Question for Boleyn: I’m curious what led you to believe JT was involved? I could be mistaken but aren’t HVII’s whereabouts rather well documented in the summer of 1483? If I recall correctly both Edward IV and RIII wanted to get their hands on HVII and JT and I think it would have been incredibly dangerous for him to have set foot in England, let alone attempt to sneak into the tower and kill the rightful King and his brother. I’m not sure he would have risked it. But perhaps I don’t have the full story. I honestly don’t know a lot about JT, but I did think that he was with HVII during the weeks leading up to the Buckingham rebellion, but I could be wrong!
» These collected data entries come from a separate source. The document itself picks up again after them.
// HTTP route handlers for the Mentor API

use axum::{
    extract::State,
    http::StatusCode,
    response::{IntoResponse, Json},
};
use serde::{Deserialize, Serialize};
use std::sync::Arc;
use tracing::{error, info};
use uuid::Uuid;

use crate::judge::{self, CodeJudgement};
use crate::pipeline;
use crate::AppState;
use mentor_common::store;
use mentor_common::types::{EvaluateRequest, EvaluateResponse, OverallStatus};

#[derive(Debug, Serialize)]
pub struct ErrorBody {
    pub error: String,
}

fn error_response(status: StatusCode, message: impl Into<String>) -> (StatusCode, Json<ErrorBody>) {
    (
        status,
        Json(ErrorBody {
            error: message.into(),
        }),
    )
}

/// Evaluation response for the paths where test cases never loaded.
fn fetch_error_response(problem_id: &str, message: String) -> EvaluateResponse {
    EvaluateResponse {
        problem_id: problem_id.to_string(),
        overall_status: OverallStatus::ErrorFetchingTestCases,
        message,
        test_case_results: vec![],
        hidden_tests_total_count: 0,
        hidden_tests_passed_count: 0,
        tutor_feedback: None,
        incorrect_lines: None,
        approach_feedback: None,
        is_correct_approach: None,
    }
}

/// POST /v1/execute/code/run - Evaluate a code submission
pub async fn evaluate_code(
    State(state): State<Arc<AppState>>,
    Json(payload): Json<EvaluateRequest>,
) -> axum::response::Response {
    if payload.problem_id.is_empty() || payload.language.is_empty() || payload.code.is_empty() {
        return error_response(
            StatusCode::BAD_REQUEST,
            "Missing required fields: problem_id, language, code",
        )
        .into_response();
    }

    let mut conn = state.redis.clone();

    let test_cases = match store::get_test_cases(&mut conn, &payload.problem_id).await {
        Ok(Some(test_cases)) => test_cases,
        Ok(None) => {
            return (
                StatusCode::NOT_FOUND,
                Json(fetch_error_response(
                    &payload.problem_id,
                    format!("Test cases not found for problem_id: {}", payload.problem_id),
                )),
            )
                .into_response();
        }
        Err(e) => {
            error!(problem_id = %payload.problem_id, error = %e, "Failed to fetch test cases");
            return (
                StatusCode::INTERNAL_SERVER_ERROR,
                Json(fetch_error_response(
                    &payload.problem_id,
                    format!("Error processing test cases: {}", e),
                )),
            )
                .into_response();
        }
    };

    if test_cases.is_empty() {
        let response = EvaluateResponse {
            overall_status: OverallStatus::NoTestCasesFound,
            message: OverallStatus::NoTestCasesFound.message().to_string(),
            ..fetch_error_response(&payload.problem_id, String::new())
        };
        return Json(response).into_response();
    }

    let request_id = Uuid::new_v4();
    info!(
        request_id = %request_id,
        problem_id = %payload.problem_id,
        language = %payload.language,
        test_cases = test_cases.len(),
        "Evaluating submission"
    );

    let response =
        pipeline::evaluate_submission(&state.piston, &state.llm, &mut conn, &payload, test_cases)
            .await;

    info!(
        request_id = %request_id,
        problem_id = %payload.problem_id,
        overall_status = ?response.overall_status,
        "Evaluation finished"
    );

    Json(response).into_response()
}

#[derive(Debug, Deserialize)]
pub struct TutorEvaluateRequest {
    pub session_id: String,
    pub problem_id: String,
    pub step_id: String,
    pub code: String,
    pub problem_description: String,
}

#[derive(Debug, Serialize)]
pub struct TutorEvaluateResponse {
    pub result: &'static str,
    pub message: String,
    pub incorrect_lines: Vec<u32>,
}

fn tutor_evaluate_response(judgement: Option<CodeJudgement>) -> (StatusCode, TutorEvaluateResponse) {
    match judgement {
        Some(CodeJudgement::Correct { message }) => (
            StatusCode::OK,
            TutorEvaluateResponse {
                result: "correct",
                message,
                incorrect_lines: vec![],
            },
        ),
        Some(CodeJudgement::Incorrect {
            message,
            incorrect_lines,
        }) => (
            StatusCode::OK,
            TutorEvaluateResponse {
                result: "incorrect",
                message,
                incorrect_lines,
            },
        ),
        None => (
            StatusCode::INTERNAL_SERVER_ERROR,
            TutorEvaluateResponse {
                result: "error",
                message: "Evaluation failed. Please try again.".to_string(),
                incorrect_lines: vec![],
            },
        ),
    }
}

/// POST /v1/tutor/evaluate - Judge a step submission without running it
pub async fn tutor_evaluate(
    State(state): State<Arc<AppState>>,
    Json(payload): Json<TutorEvaluateRequest>,
) -> axum::response::Response {
    if payload.session_id.trim().is_empty()
        || payload.problem_id.trim().is_empty()
        || payload.step_id.trim().is_empty()
        || payload.code.trim().is_empty()
        || payload.problem_description.trim().is_empty()
    {
        return error_response(
            StatusCode::BAD_REQUEST,
            "Missing required fields: session_id, problem_id, step_id, code, problem_description",
        )
        .into_response();
    }

    if !state.llm.has_api_key() {
        return error_response(
            StatusCode::SERVICE_UNAVAILABLE,
            "Server configuration issue. AI backend not configured.",
        )
        .into_response();
    }

    info!(
        session_id = %payload.session_id,
        problem_id = %payload.problem_id,
        step_id = %payload.step_id,
        "Evaluating step submission"
    );

    let judgement =
        judge::evaluate_code(&state.llm, &payload.problem_description, &payload.code).await;
    let (status, body) = tutor_evaluate_response(judgement);
    (status, Json(body)).into_response()
}

/// GET /status - Health check endpoint
pub async fn health_check() -> impl IntoResponse {
    (StatusCode::OK, "OK")
}

#[cfg(test)]
mod tests {
    use super::*;

    #[test]
    fn tutor_evaluate_maps_judgements_to_wire_shape() {
        let (status, body) = tutor_evaluate_response(Some(CodeJudgement::Correct {
            message: "Looks good.".to_string(),
        }));
        assert_eq!(status, StatusCode::OK);
        assert_eq!(body.result, "correct");
        assert!(body.incorrect_lines.is_empty());

        let (status, body) = tutor_evaluate_response(Some(CodeJudgement::Incorrect {
            message: "Off-by-one in the loop bound.".to_string(),
            incorrect_lines: vec![3],
        }));
        assert_eq!(status, StatusCode::OK);
        assert_eq!(body.result, "incorrect");
        assert_eq!(body.incorrect_lines, vec![3]);

        let (status, body) = tutor_evaluate_response(None);
        assert_eq!(status, StatusCode::INTERNAL_SERVER_ERROR);
        assert_eq!(body.result, "error");
        assert!(body.incorrect_lines.is_empty());
    }

    #[test]
    fn fetch_error_body_shape() {
        let response = fetch_error_response("two-sum", "Test cases not found".to_string());
        let json = serde_json::to_value(&response).unwrap();

        assert_eq!(json["overall_status"], "error_fetching_test_cases");
        assert_eq!(json["test_case_results"].as_array().unwrap().len(), 0);
        assert!(json.get("tutor_feedback").is_none());
    }
}
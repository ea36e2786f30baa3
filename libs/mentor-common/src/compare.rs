//! Deep structural equality for test-case outputs.
//!
//! Comparison semantics:
//! - sequences compare positionally (element order matters)
//! - objects compare by key-value pairs regardless of key order
//! - numbers compare by numeric value (`2 == 2.0`)
//! - scalar comparison is otherwise type-sensitive (`2 != "2"`)

use serde_json::Value;

/// Compare two JSON values for deep structural equality.
pub fn deep_equal(actual: &Value, expected: &Value) -> bool {
    match (actual, expected) {
        (Value::Null, Value::Null) => true,
        (Value::Bool(a), Value::Bool(b)) => a == b,
        (Value::Number(a), Value::Number(b)) => {
            // Integer 2 and float 2.0 are distinct serde_json numbers but the
            // same value to a submission; compare numerically.
            match (a.as_f64(), b.as_f64()) {
                (Some(x), Some(y)) => x == y,
                _ => a == b,
            }
        }
        (Value::String(a), Value::String(b)) => a == b,
        (Value::Array(a), Value::Array(b)) => {
            a.len() == b.len() && a.iter().zip(b.iter()).all(|(x, y)| deep_equal(x, y))
        }
        (Value::Object(a), Value::Object(b)) => {
            a.len() == b.len()
                && a.iter()
                    .all(|(key, value)| b.get(key).is_some_and(|other| deep_equal(value, other)))
        }
        _ => false,
    }
}
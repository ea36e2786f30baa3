pub mod compare;
pub mod store;
pub mod types;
I think it’s very difficult for us to view the murderers of 2 young boys as anything less than a monster through our modern sensibilities. RIII makes it more difficult because he certainly did some good things, and even showed more mercy than was prudent in some cases. He was lenient with Margaret Beaufort, for one. Some of his actions do not fit the mold of a monster. On the other hand, some do. The fact that he executed Lord Hastings immediately following his arrest on ridiculous charges is what really tips the scales for me. Those are the actions of a usurper, as are the murders of 2 boys, and the “discovery” of the pre-contract to a dead woman whose family didn’t believe it to be true. While I don’t buy the whole Tudor portrait of RIII, I do think there is enough verifiable information of his actions immediately following the death of EIV to surmise that he is the guilty party. Also, if he weren’t I believe he would have gone to great lengths to prove it. Ditto if the boys had died of natural causes. They showed HVI to the people after his death, I think he would have done the same if illness had befallen the boys.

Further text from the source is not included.